Distinct virulence ranges for infection of mice by Bordetella pertussis revealed by engineering of the sensor-kinase BvgS

The whooping cough agent Bordetella pertussis coordinately regulates the expression of its virulence factors with the two-component system BvgAS. In laboratory conditions, specific chemical modulators are used to trigger phenotypic modulation of B. pertussis from its default virulent Bvg(+) phase to avirulent Bvg(-) or intermediate Bvg(i) phases, in which no virulence factors or only a subset of them are produced, respectively. Whether phenotypic modulation occurs in the host remains unknown. In this work, recombinant B. pertussis strains harboring BvgS variants were tested in a mouse model of infection and analyzed using transcriptomic approaches.
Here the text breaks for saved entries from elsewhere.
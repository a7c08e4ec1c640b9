pub mod page;

mod match_details;
mod profile;
mod stats;

pub use match_details::{DEFAULT_DETAIL_SELECTOR, MatchDetailFetcher};
pub use profile::ProfileResolver;
pub use stats::StatsScraper;
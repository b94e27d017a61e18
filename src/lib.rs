// Copyright (c) 2025 Fabstir
// SPDX-License-Identifier: BUSL-1.1
pub mod cli;
pub mod codec;
pub mod config;
pub mod document;
pub mod version;

// Re-export main codec types
pub use codec::{
    Base64Vector, CodecError, DecodedVector, EmbeddingVector, ErrorKind, JsonArrayVector, Result,
    Scalar, ScalarType, SourceFormat, TypedVector, WriteFormat,
};
pub use config::CodecConfig;
pub use half::f16;
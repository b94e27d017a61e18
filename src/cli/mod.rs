// Copyright (c) 2025 Fabstir
// SPDX-License-Identifier: BUSL-1.1
pub mod commands;

use anyhow::Result;
use clap::{Parser, Subcommand};
use std::io::Write;

use crate::config::CodecConfig;

/// Embedding vector codec CLI
#[derive(Parser, Debug)]
#[command(name = "embedding-codec")]
#[command(version = crate::version::VERSION_NUMBER)]
#[command(about = "Decode and re-encode embedding vectors (JSON arrays / Base64)", long_about = None)]
pub struct Cli {
    #[command(subcommand)]
    pub command: Commands,
}

#[derive(Subcommand, Debug)]
pub enum Commands {
    /// Decode a JSON array or Base64 payload and print it as a typed JSON array
    Decode(commands::DecodeArgs),

    /// Encode a JSON numeric array as Base64 of little-endian scalars
    Encode(commands::EncodeArgs),

    /// Extract a vector field from a response document and decode it
    Extract(commands::ExtractArgs),

    /// Print the "J" write-back of a payload without decoding it
    Passthrough(commands::PassthroughArgs),
}

/// Execute CLI command, writing results to `out`
pub fn execute<W: Write>(cli: Cli, config: &CodecConfig, out: &mut W) -> Result<()> {
    config
        .validate()
        .map_err(|e| anyhow::anyhow!("Invalid configuration: {}", e))?;

    match cli.command {
        Commands::Decode(args) => commands::decode(args, config, out),
        Commands::Encode(args) => commands::encode(args, config, out),
        Commands::Extract(args) => commands::extract(args, config, out),
        Commands::Passthrough(args) => commands::passthrough(args, config, out),
    }
}
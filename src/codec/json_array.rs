// Copyright (c) 2025 Fabstir
// SPDX-License-Identifier: BUSL-1.1
//! JSON numeric array payloads

use std::io;
use std::sync::Arc;
use tracing::debug;

use super::errors::{CodecError, Result};
use super::format::WriteFormat;
use super::scalar::{Scalar, ScalarType};
use super::typed::{DecodedVector, TypedVector};

/// A vector still in its `[n0, n1, ...]` UTF-8 JSON form
#[derive(Debug, Clone, PartialEq, Eq)]
pub struct JsonArrayVector {
    payload: Arc<[u8]>,
}

impl JsonArrayVector {
    pub fn new(utf8_json: impl Into<Arc<[u8]>>) -> Self {
        Self {
            payload: utf8_json.into(),
        }
    }

    /// The raw payload exactly as supplied
    pub fn payload(&self) -> &[u8] {
        &self.payload
    }

    /// Parse the array into scalars of type `T`
    ///
    /// Narrowing to float16 rounds silently. Integer kinds reject fractional,
    /// out-of-range or non-numeric elements.
    pub fn decode<T: Scalar>(&self) -> Result<TypedVector<T>> {
        let scalars = T::parse_json(&self.payload).map_err(|source| CodecError::MalformedJson {
            target: T::SCALAR_TYPE,
            source,
        })?;
        debug!(
            scalar_type = %T::SCALAR_TYPE,
            len = scalars.len(),
            payload_bytes = self.payload.len(),
            "decoded JSON array vector"
        );
        Ok(TypedVector::from(scalars))
    }

    pub fn decode_to(&self, scalar_type: ScalarType) -> Result<DecodedVector> {
        Ok(match scalar_type {
            ScalarType::Float32 => self.decode::<f32>()?.into(),
            ScalarType::Float16 => self.decode::<half::f16>()?.into(),
            ScalarType::Int8 => self.decode::<i8>()?.into(),
            ScalarType::UInt8 => self.decode::<u8>()?.into(),
        })
    }

    /// `"J"` re-emits the original bytes verbatim
    pub fn write<W: io::Write>(&self, mut writer: W, format: &str) -> Result<()> {
        match WriteFormat::parse(format)? {
            WriteFormat::Json => {
                writer.write_all(&self.payload)?;
                Ok(())
            }
        }
    }
}
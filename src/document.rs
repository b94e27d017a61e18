// Copyright (c) 2025 Fabstir
// SPDX-License-Identifier: BUSL-1.1
//! Pull embedding fields out of upstream JSON response documents
//!
//! Search services return vectors as numeric arrays inside result documents
//! (`/value/0/DescriptionVector`); embedding APIs asked for Base64 return them
//! as strings (`/data/0/embedding`). Navigation keeps the raw text of the
//! addressed field, so an array reaches the JSON decoder byte for byte.

use serde_json::value::RawValue;
use std::collections::HashMap;
use tracing::debug;

use crate::codec::{CodecError, EmbeddingVector, Result, SourceFormat};

/// Split an RFC 6901 pointer into unescaped reference tokens
fn pointer_tokens(pointer: &str) -> Result<Vec<String>> {
    if pointer.is_empty() {
        return Ok(Vec::new());
    }
    if !pointer.starts_with('/') {
        return Err(CodecError::MalformedDocument {
            pointer: pointer.to_string(),
            reason: "JSON pointer must start with '/'".to_string(),
        });
    }
    Ok(pointer[1..]
        .split('/')
        .map(|token| token.replace("~1", "/").replace("~0", "~"))
        .collect())
}

fn first_char(raw: &RawValue) -> Option<char> {
    raw.get().trim_start().chars().next()
}

/// Step from `node` into the member or element named by `token`
fn child<'a>(node: &'a RawValue, token: &str, location: &str) -> Result<&'a RawValue> {
    let malformed = |reason: String| CodecError::MalformedDocument {
        pointer: location.to_string(),
        reason,
    };

    match first_char(node) {
        Some('{') => {
            let members: HashMap<String, &'a RawValue> =
                serde_json::from_str(node.get()).map_err(|e| malformed(e.to_string()))?;
            members
                .get(token)
                .copied()
                .ok_or_else(|| CodecError::FieldNotFound(location.to_string()))
        }
        Some('[') => {
            let elements: Vec<&'a RawValue> =
                serde_json::from_str(node.get()).map_err(|e| malformed(e.to_string()))?;
            let index: usize = token
                .parse()
                .map_err(|_| malformed(format!("'{}' is not an array index", token)))?;
            elements
                .get(index)
                .copied()
                .ok_or_else(|| CodecError::FieldNotFound(location.to_string()))
        }
        _ => Err(malformed("cannot descend into a scalar value".to_string())),
    }
}

fn resolve<'a>(root: &'a RawValue, pointer: &str) -> Result<&'a RawValue> {
    let mut node = root;
    let mut location = String::new();
    for token in pointer_tokens(pointer)? {
        location.push('/');
        location.push_str(&token.replace('~', "~0").replace('/', "~1"));
        node = child(node, &token, &location)?;
    }
    Ok(node)
}

fn parse_root(document: &[u8]) -> Result<&RawValue> {
    let text = std::str::from_utf8(document)?;
    serde_json::from_str(text).map_err(|e| CodecError::MalformedDocument {
        pointer: String::new(),
        reason: e.to_string(),
    })
}

/// Return the raw JSON text of the value at `pointer`
pub fn find_raw<'a>(document: &'a [u8], pointer: &str) -> Result<&'a str> {
    let root = parse_root(document)?;
    Ok(resolve(root, pointer)?.get())
}

/// Build a vector from a field whose kind must match the declared format
fn vector_from_field(raw: &RawValue, location: &str, format: SourceFormat) -> Result<EmbeddingVector> {
    let mismatch = |expected: &str| CodecError::MalformedDocument {
        pointer: location.to_string(),
        reason: format!("expected {} for {} source", expected, format),
    };

    match format {
        SourceFormat::Json => {
            if first_char(raw) != Some('[') {
                return Err(mismatch("a JSON array"));
            }
            Ok(EmbeddingVector::from_json(raw.get().as_bytes()))
        }
        SourceFormat::Base64 => {
            let text: String =
                serde_json::from_str(raw.get()).map_err(|_| mismatch("a JSON string"))?;
            Ok(EmbeddingVector::from_base64(text.into_bytes()))
        }
    }
}

/// Extract the vector stored at `pointer`
///
/// # Example
/// ```
/// use embedding_codec::document::extract_vector;
/// use embedding_codec::SourceFormat;
///
/// let doc = br#"{"value":[{"DescriptionVector":[0.5,-1.0]}]}"#;
/// let vector = extract_vector(doc, "/value/0/DescriptionVector", SourceFormat::Json).unwrap();
/// assert_eq!(vector.decode_as::<f32>().unwrap().scalars(), &[0.5f32, -1.0]);
/// ```
pub fn extract_vector(document: &[u8], pointer: &str, format: SourceFormat) -> Result<EmbeddingVector> {
    let root = parse_root(document)?;
    let raw = resolve(root, pointer)?;
    debug!(pointer, %format, field_bytes = raw.get().len(), "extracted vector field");
    vector_from_field(raw, pointer, format)
}

/// Extract `field` from every element of the array at `array_pointer`
///
/// Suits embedding responses that return one vector per input, such as
/// `{"data": [{"embedding": ...}, ...]}` with `array_pointer = "/data"`.
pub fn extract_all(
    document: &[u8],
    array_pointer: &str,
    field: &str,
    format: SourceFormat,
) -> Result<Vec<EmbeddingVector>> {
    let root = parse_root(document)?;
    let array = resolve(root, array_pointer)?;
    if first_char(array) != Some('[') {
        return Err(CodecError::MalformedDocument {
            pointer: array_pointer.to_string(),
            reason: "expected a JSON array".to_string(),
        });
    }

    let elements: Vec<&RawValue> =
        serde_json::from_str(array.get()).map_err(|e| CodecError::MalformedDocument {
            pointer: array_pointer.to_string(),
            reason: e.to_string(),
        })?;

    let vectors = elements
        .into_iter()
        .enumerate()
        .map(|(i, element)| {
            let location = format!("{}/{}/{}", array_pointer, i, field);
            let raw = child(element, field, &location)?;
            vector_from_field(raw, &location, format)
        })
        .collect::<Result<Vec<_>>>()?;

    debug!(array_pointer, count = vectors.len(), "extracted vector fields");
    Ok(vectors)
}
Recombinant BP-Bvg(Δ65,) which is in the Bvg(i) phase by default and can be up-modulated to the Bvg(+) phase in vitro, could colonize the mouse nose but was rapidly cleared from the lungs, while Bvg(+)-phase strains colonized both organs for up to four weeks. These results indicated that phenotypic modulation, which might have restored the full virulence capability of BP-Bvg(Δ65,) does not occur in mice or is temporally or spatially restricted and has no effect in those conditions. Transcriptomic analyses of this and other recombinant Bvg(i) and Bvg(+)-phase strains revealed that two distinct ranges of virulence gene expression allow colonization of the mouse nose and lungs, respectively. We also showed that a recombinant strain expressing moderately lower levels of the virulence genes than its wild type parent was as efficient at colonizing both organs. Altogether, genetic modifications of BvgS generate a range of phenotypic phases, which are useful tools to decipher host-pathogen interactions.